Bangladesh Police Nab Suspected IT Chief of Group Linked to Blogger Killings

Jesmin Papri
2017.05.02
Dhaka
170502_ABT-ICT_CHEIF_620.jpg Police parade suspected ABT militant Asfaqur Rahman (in handcuffs) before reporters in Dhaka, May 2, 2017.
[Newsroom photo]

Bangladeshi police Tuesday announced the arrest of the suspected IT chief of a banned militant group that they have blamed for a series of murders targeting secular bloggers since 2013.

Ashfaqur Rahman (alias Ayan, Arif and Anik), who headed the information technology division of Ansarullah Bangla Team’s (ABT) military wing, was arrested in the Norda neighborhood of Dhaka on Monday night, police said.

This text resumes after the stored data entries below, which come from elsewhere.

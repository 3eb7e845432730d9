pub mod auth;
pub mod health;

use axum::response::IntoResponse;

/// Plain-text landing route; the real frontend is served elsewhere.
pub async fn root() -> impl IntoResponse {
    concat!(env!("CARGO_PKG_NAME"), " ", env!("CARGO_PKG_VERSION"))
}
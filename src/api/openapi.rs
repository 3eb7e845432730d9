//! OpenAPI document assembly; served by Swagger UI at `/swagger-ui`.

use utoipa::OpenApi;

use super::handlers::{auth, health};

#[derive(OpenApi)]
#[openapi(
    paths(
        health::health,
        auth::login::handle_login,
        auth::login::handle_logout,
        auth::register::handle_register,
        auth::forgot::handle_forgot,
        auth::forgot::handle_reset,
        auth::verify::handle_verify,
        auth::captcha::handle_captcha,
        auth::oauth::handle_redirect,
        auth::oauth::handle_callback,
        auth::token::handle_login,
        auth::token::handle_logout,
        auth::token::handle_refresh,
    ),
    components(schemas(
        health::Health,
        auth::types::Envelope,
        auth::types::LoginRequest,
        auth::types::RegisterRequest,
        auth::types::ForgotRequest,
        auth::types::ResetRequest,
        auth::types::SignedQuery,
        auth::types::ApiLoginRequest,
    )),
    tags(
        (name = "auth", description = "Login, registration, and recovery"),
        (name = "oauth", description = "External-identity login"),
        (name = "api-token", description = "Stateless bearer tokens"),
        (name = "health", description = "Service health"),
    )
)]
pub struct ApiDoc;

Rahman used his IT skills and computer science training to hack into social media accounts and collect information related to bloggers targeted for assassination by ABT, including obtaining their names and addresses as well as tracking their movements, authorities allege.

“Based on the information, the attacks were carried out,” Monirul Islam, chief of the Bangladeshi police’s counter-terrorist unit, told a news conference in Dhaka on Tuesday.

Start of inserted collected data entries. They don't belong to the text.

//! Command-line argument dispatch and server initialization.
//!
//! This module parses validated CLI arguments and maps them to the
//! appropriate action, such as starting the API server with its full
//! configuration state.

use crate::cli::actions::{server::Args, Action};
use crate::cli::commands::{auth, mail, oauth};
use anyhow::{Context, Result};

/// Map validated CLI matches to a server action.
///
/// # Errors
/// Returns an error if required arguments are missing or inconsistent.
pub fn handler(matches: &clap::ArgMatches) -> Result<Action> {
    let port = matches.get_one::<u16>("port").copied().unwrap_or(8080);
    let dsn = matches
        .get_one::<String>("dsn")
        .cloned()
        .context("missing required argument: --dsn")?;

    // Cross-argument requirements (mail transport, provider pairing).
    crate::cli::commands::validate(matches).map_err(|e| anyhow::anyhow!(e))?;

    let auth_opts = auth::Options::parse(matches)?;
    let mail_opts = mail::Options::parse(matches);
    let oauth_opts = oauth::Options::parse(matches);

    Ok(Action::Server(Args {
        port,
        dsn,
        base_url: auth_opts.base_url,
        secret: auth_opts.secret,
        session_ttl_seconds: auth_opts.session_ttl_seconds,
        reset_ttl_seconds: auth_opts.reset_ttl_seconds,
        api_token_ttl_seconds: auth_opts.api_token_ttl_seconds,
        throttle_ttl_seconds: auth_opts.throttle_ttl_seconds,
        mail_cooldown_seconds: auth_opts.mail_cooldown_seconds,
        site_options: auth_opts.site_options,
        mail_endpoint: mail_opts.endpoint,
        mail_api_key: mail_opts.api_key,
        mail_sender: mail_opts.sender,
        github_client_id: oauth_opts.github_client_id,
        github_client_secret: oauth_opts.github_client_secret,
    }))
}

#[cfg(test)]
mod tests {
    use super::*;
    use crate::cli::actions::Action;

    #[test]
    fn secret_required() {
        temp_env::with_vars(
            [
                ("VESTI_SECRET", None::<&str>),
                ("VESTI_DSN", Some("memory:")),
            ],
            || {
                let command = crate::cli::commands::new();
                let result = command.try_get_matches_from(vec!["vesti"]);
                assert!(result.is_err());
            },
        );
    }

    #[test]
    fn handler_builds_server_args() -> Result<()> {
        temp_env::with_vars(
            [
                ("VESTI_MAIL_ENDPOINT", None::<&str>),
                ("VESTI_GITHUB_CLIENT_ID", None::<&str>),
                ("VESTI_GITHUB_CLIENT_SECRET", None::<&str>),
            ],
            || {
                let command = crate::cli::commands::new();
                let matches = command.get_matches_from(vec![
                    "vesti",
                    "--dsn",
                    "memory:",
                    "--secret",
                    "signing-secret",
                    "--base-url",
                    "https://skins.example.test",
                ]);
                let Action::Server(args) = handler(&matches)?;
                assert_eq!(args.port, 8080);
                assert_eq!(args.dsn, "memory:");
                assert_eq!(args.base_url, "https://skins.example.test");
                assert_eq!(args.secret, "signing-secret");
                assert!(args.mail_endpoint.is_none());
                assert!(args.github_client_id.is_none());
                Ok(())
            },
        )
    }
}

At the time of Rahman’s arrest, police said they recovered extremist-related literature and sermons by Osama bin Laden and another late senior al-Qaeda figure, the U.S.-born Yemeni cleric Anwar al-Awlaki, along with a training manual for ABT members on how to kill bloggers.

On Tuesday, a court in Dhaka granted police a five-day remand to hold Rahman for questioning.

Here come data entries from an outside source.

//! Request/response types for the auth endpoints.

use serde::{Deserialize, Serialize};
use utoipa::ToSchema;

/// Uniform response envelope; `code == 0` means success.
#[derive(ToSchema, Serialize, Deserialize, Debug)]
pub struct Envelope {
    pub code: i32,
    pub message: String,
    #[serde(skip_serializing_if = "Option::is_none")]
    pub data: Option<serde_json::Value>,
}

impl Envelope {
    #[must_use]
    pub fn new(code: i32, message: impl Into<String>) -> Self {
        Self {
            code,
            message: message.into(),
            data: None,
        }
    }

    #[must_use]
    pub fn with_data(code: i32, message: impl Into<String>, data: serde_json::Value) -> Self {
        Self {
            code,
            message: message.into(),
            data: Some(data),
        }
    }
}

#[derive(ToSchema, Serialize, Deserialize, Debug)]
pub struct LoginRequest {
    /// Email address or player name.
    pub identification: String,
    pub password: String,
    pub captcha: Option<String>,
}

#[derive(ToSchema, Serialize, Deserialize, Debug)]
pub struct RegisterRequest {
    pub email: String,
    pub password: String,
    pub nickname: Option<String>,
    pub player_name: Option<String>,
    pub captcha: String,
}

#[derive(ToSchema, Serialize, Deserialize, Debug)]
pub struct ForgotRequest {
    pub email: String,
    pub captcha: String,
}

#[derive(ToSchema, Serialize, Deserialize, Debug)]
pub struct ResetRequest {
    pub password: String,
}

#[derive(ToSchema, Serialize, Deserialize, Debug)]
pub struct SignedQuery {
    pub token: String,
}

#[derive(ToSchema, Serialize, Deserialize, Debug)]
pub struct ApiLoginRequest {
    pub email: String,
    pub password: String,
}

#[cfg(test)]
mod tests {
    use super::*;

    #[test]
    fn envelope_omits_absent_data() -> anyhow::Result<()> {
        let value = serde_json::to_value(Envelope::new(0, "ok"))?;
        assert_eq!(value, serde_json::json!({"code": 0, "message": "ok"}));
        Ok(())
    }

    #[test]
    fn envelope_serializes_data() -> anyhow::Result<()> {
        let value = serde_json::to_value(Envelope::with_data(
            1,
            "wrong",
            serde_json::json!({"login_fails": 5}),
        ))?;
        assert_eq!(value["data"]["login_fails"], 5);
        Ok(())
    }

    #[test]
    fn login_request_round_trips() -> anyhow::Result<()> {
        let request: LoginRequest = serde_json::from_value(serde_json::json!({
            "identification": "a@b.c",
            "password": "12345678",
        }))?;
        assert_eq!(request.identification, "a@b.c");
        assert!(request.captcha.is_none());
        Ok(())
    }
}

“We sought a 10-day remand for extracting information from him, but we got five days,” Masudur Rahman, spokesman for Dhaka Metropolitan Police (DMP), told BenarNews.

Police said Ashfaqur Rahman worked closely with and maintained contact with a renegade ex-army major, Syed Mohammad Ziaul Haque, who is also known as “Major Zia” and is suspected of now leading ABT. Haque remains at-large.

“Ashfaqur … in the primary interrogation confessed that he headed the information technology wing of the ABT. He has been very close to sacked Major Zia,” Islam said during the news conference.

Rahman and Major Zia met outside the Bangladeshi capital “several months ago,” Islam said.

“They had contacts two months ago,” he told reporters, adding, “Ashfaqur came to Dhaka to see another member of the outfit. Acting on a tip, we arrested him.”

Rahman joined the ABT while studying computer science student at Shahjalal University of Science and Technology in the northeastern city of Sylhet, police said.

He rose in the ranks of Ansarullah Bangla Team and “took part in Major Zia’s trainings on the killings of bloggers in Dhaka’s Uttara and Kalapani areas,” according to Monirul Islam.

ABT, which is known by various names including Ansar al Islam, has sworn allegiance to al-Qaeda and is suspected of carrying out seven separate machete-murders of secular bloggers and writers dating back to February 2013.

Six of the victims were hacked to death since February 2015, starting with U.S.-Bangladeshi blogger Avijit Roy, who had openly criticized Bangladeshi Islamic extremists and had questioned religion in blog postings. Roy was slain by a group of men as he and his wife were leaving the Ekushey Book Festival in Dhaka on the night of Feb. 26, 2015.

“The arrest of the ABT’s IT head is really a good news, but this arrest will not weaken them since they have backups,” Mahfujul Haque Marzan, a professor of criminology at Dhaka University, told BenarNews.